**EXERCISE PROMPT**
Print out the records in full, keeping each word unchanged.

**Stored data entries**
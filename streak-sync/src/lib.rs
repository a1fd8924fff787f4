//! STREAK Sync - Retry Engine, Origin Clients, Orchestrator
//!
//! Everything that talks to the network lives here. The orchestrator ties
//! the origin and the optional edge tier to a [`streak_storage::YearCache`].

pub mod edge;
pub mod orchestrator;
pub mod origin;
pub mod retry;

pub use edge::{EdgeCache, EdgeHit, HttpEdgeCache};
pub use orchestrator::{operation_id, SyncOrchestrator};
pub use origin::{parse_retry_at, ContributionSource, HttpOrigin};
pub use retry::{
    backoff_delay, base_delay_for, compute_delay, RetryAttempt, RetryEngine, RetryResult,
    Retryable, RECENT_RETRY_WINDOW,
};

**TASK SOLUTION**
filename streak-sync/src/lib.rs
repository a1fd8924fff787f4
//! STREAK Sync - Retry Engine, Origin Clients, Orchestrator
//!
//! Everything that talks to the network lives here. The orchestrator ties
//! the origin and the optional edge tier to a [`streak_storage::YearCache`].

pub mod edge;
pub mod orchestrator;
pub mod origin;
pub mod retry;

pub use edge::{EdgeCache, EdgeHit, HttpEdgeCache};
pub use orchestrator::{operation_id, SyncOrchestrator};
pub use origin::{parse_retry_at, ContributionSource, HttpOrigin};
pub use retry::{
    backoff_delay, base_delay_for, compute_delay, RetryAttempt, RetryEngine, RetryResult,
    Retryable, RECENT_RETRY_WINDOW,
};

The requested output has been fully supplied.